Mercredi 29 mai,  21 h

 Turquie, 1996 Ahmet, 14 ans, est dévasté lorsque sa famille l’envoie dans un pensionnat religieux (Yurt). Pour son père récemment converti, c’est un chemin vers la rédemption et la pureté. Pour lui, c’est un cauchemar. Le jour, il fréquente une école privée laïque et nationaliste ; le soir, il retrouve son dortoir surpeuplé, les longues heures d’études coraniques et les brimades.

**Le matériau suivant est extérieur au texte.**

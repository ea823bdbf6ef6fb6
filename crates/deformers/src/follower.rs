//! Secondary-motion follower.
//!
//! A rest anchor trails a driver position through two exponential smoothing
//! stages: the anchor closes `follow` of the gap each step, and the velocity
//! approaches that catch-up delta at rate `restore`. The resulting anchor is
//! applied to the whole mesh as a uniform translation.

use deformkit_config::FollowerConfig;
use geometry::EdgeMesh;
use glam::DVec3;
use tracing::{debug, trace};

use crate::types::RestState;

/// Inputs for one follower step.
#[derive(Debug, Clone, Copy, PartialEq)]
pub struct FollowerStep {
    /// Point being followed
    pub driver_position: DVec3,
    /// Fraction of the driver gap closed per step
    pub follow: f64,
    /// Velocity smoothing gain
    pub restore: f64,
    /// Current time; equal to `reset_time` zeroes the state first
    pub time: f64,
    pub reset_time: f64,
}

impl FollowerStep {
    pub fn new(driver_position: DVec3, time: f64, config: &FollowerConfig) -> Self {
        Self {
            driver_position,
            follow: config.follow,
            restore: config.restore,
            time,
            reset_time: config.reset_time,
        }
    }

    pub fn is_reset(&self) -> bool {
        self.time == self.reset_time
    }
}

/// Advance the follower by one step.
///
/// Returns the next state and the offset to apply to the mesh. The offset is
/// the pre-step anchor plus the new velocity, and becomes the next anchor.
pub fn update(state: RestState, step: &FollowerStep) -> (RestState, DVec3) {
    let state = if step.is_reset() {
        RestState::default()
    } else {
        state
    };

    let delta = (step.driver_position - state.position_rest) * step.follow;
    let velocity = state.velocity_rest + (delta - state.velocity_rest) * step.restore;
    let offset = state.position_rest + velocity;

    let next = RestState {
        position_rest: offset,
        velocity_rest: velocity,
    };
    (next, offset)
}

impl RestState {
    /// Advance in place; see [`update`].
    pub fn advance(&mut self, step: &FollowerStep) -> DVec3 {
        if step.is_reset() {
            debug!("follower reset at time {}", step.time);
        }
        let (next, offset) = update(*self, step);
        trace!(
            "follower step: driver={:?} offset={:?} velocity={:?}",
            step.driver_position,
            offset,
            next.velocity_rest
        );
        *self = next;
        offset
    }
}

/// Copy of `original` with every vertex translated by `offset`.
pub fn follow_mesh(original: &EdgeMesh, offset: DVec3) -> EdgeMesh {
    let mut output = original.clone_for_output();
    output.translate_all(offset);
    output
}
//! Procedural meshes for fixtures and quick collider setups.

use glam::DVec3;

use crate::EdgeMesh;

/// Axis-aligned cube centered on the origin, with outward-wound quads.
///
/// Vertex order is the low-z ring then the high-z ring, each counterclockwise
/// seen from +z, starting at (-h, -h).
pub fn cube(size: f64) -> EdgeMesh {
    let h = size * 0.5;
    let positions = vec![
        DVec3::new(-h, -h, -h),
        DVec3::new(h, -h, -h),
        DVec3::new(h, h, -h),
        DVec3::new(-h, h, -h),
        DVec3::new(-h, -h, h),
        DVec3::new(h, -h, h),
        DVec3::new(h, h, h),
        DVec3::new(-h, h, h),
    ];
    let faces = vec![
        vec![0, 3, 2, 1],
        vec![4, 5, 6, 7],
        vec![0, 1, 5, 4],
        vec![2, 3, 7, 6],
        vec![1, 2, 6, 5],
        vec![0, 4, 7, 3],
    ];
    EdgeMesh::from_valid_polygons(positions, faces)
}

/// Flat quad grid in the XZ plane at `height`, facing +Y.
///
/// `divisions` is clamped to at least 1 per side.
pub fn grid(size: f64, divisions: u32, height: f64) -> EdgeMesh {
    let divisions = divisions.max(1);
    let row = divisions + 1;
    let step = size / divisions as f64;
    let start = -size * 0.5;

    let mut positions = Vec::with_capacity((row * row) as usize);
    for iz in 0..row {
        for ix in 0..row {
            positions.push(DVec3::new(
                start + ix as f64 * step,
                height,
                start + iz as f64 * step,
            ));
        }
    }

    let mut faces = Vec::with_capacity((divisions * divisions) as usize);
    for iz in 0..divisions {
        for ix in 0..divisions {
            let a = iz * row + ix;
            faces.push(vec![a, a + row, a + row + 1, a + 1]);
        }
    }
    EdgeMesh::from_valid_polygons(positions, faces)
}

#[cfg(test)]
mod tests {
    use super::*;

    #[test]
    fn test_grid_counts() {
        let mesh = grid(2.0, 2, 0.0);
        assert_eq!(mesh.vertex_count(), 9);
        assert_eq!(mesh.face_count(), 4);
        assert_eq!(mesh.edge_count(), 12);
    }

    #[test]
    fn test_grid_faces_up() {
        let mesh = grid(1.0, 3, -0.25);
        for vertex in mesh.vertices() {
            assert!((vertex.normal - DVec3::Y).length() < 1e-12);
            assert_eq!(vertex.position.y, -0.25);
        }
    }

    #[test]
    fn test_grid_zero_divisions_clamped() {
        let mesh = grid(1.0, 0, 0.0);
        assert_eq!(mesh.face_count(), 1);
    }
}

Mais grâce à son amitié avec un autre pensionnaire, Ahmet défie les règles strictes de ce système, qui ne vise qu’à embrigader la jeunesse.

Cult.news : 

Avec ce film très stylé, le réalisateur turc offre toute la maturation d’une réflexion sur le parcours initiatique de l’adolescence.

 

 Sens Critique :

Le film déroule un récit d'apprentissage complexe pour son personnage principal, confronté à des milieux sociaux opposés ainsi qu'à un père qui alterne autorité et douceur. Le film se montre subtil dans la recherche d'indépendance de Ahmet, jeune turc en formation, joué par un acteur exceptionnel, Doğa Karakaş, qui sert de fil rouge à une histoire souvent surprenante sur le fond mais aussi dans la forme, avec une grande partie tournée dans un superbe noir et blanc. Le sujet majeur du film est à l'évidence l'embrigadement des corps et des âmes sous couvert de pureté et la résistance à cette sourde violence mais la réussite de Yurt tient aussi beaucoup à son aspect romanesque et sentimental, dans le bon sens du terme, dans une assez belle maîtrise narrative et formelle, surtout pour un premier long-métrage.

 

... de Nehir TUNA,

Turquie, 3 avril 2024, 1h56.

Mercredi 5 juin,  21 h

 Lu, onze ans, rêve de sa mère dans le lit de son foyer d’accueil. Celle-ci, dit-elle, est une célèbre cascadeuse hollywoodienne. Mais lorsqu’elle vient enfin lui rendre visite, Lu se retrouve malgré elle embarquée dans un road trip endiablé direction la Pologne. Elle se rend vite compte qu’avec Karina, sa mère, c’est tout ou rien. La réalité va rapidement les rattraper et les obliger à décider de ce qu’elles sont prêtes à faire pour rester ensemble…

 l'Humanité :

Bien que distribué par une société spécialisée dans le cinéma pour enfants (Les Films du préau), Le jour où j’ai rencontré ma mère, premier long métrage de la Néerlandaise Zara Dwinger, n’est pas une gentille bluette où tout est prémâché et aseptisé pour le jeune public. Certes, l’un des personnages principaux est une fillette de 11 ans et, certes on n’assiste à aucun dérapage tragique ni scabreux au cours de ce road-movie échevelé à travers l’Europe, mais il exhibe un ludisme cru et débridé, presque cartoonesque, en mêlant moult références au cinéma américain de la deuxième moitié du XXe siècle.

 

 

... de Zara DWINGER,

Pays-Bas, 17 avril 2024, 1h31.

Mercredi 12 juin,  21 h

 Guinée-Bissau, 1969.

Une guerre violente oppose l’armée coloniale portugaise aux guérilleros du Parti Africain pour l'Indépendance de la Guinée. Nome quitte son village et rejoint le maquis. Après des années, il rentrera en héros, mais la liesse laissera bientôt la place à l’amertume et au cynisme.

 Le Monde :

Nome est le troisième long-métrage du réalisateur bissau-guinéen Sana Na N’Hada, né en 1950, que la section parallèle de l’Association du cinéma indépendant pour sa diffusion, à Cannes, a eu l’heureuse idée de sélectionner en 2023.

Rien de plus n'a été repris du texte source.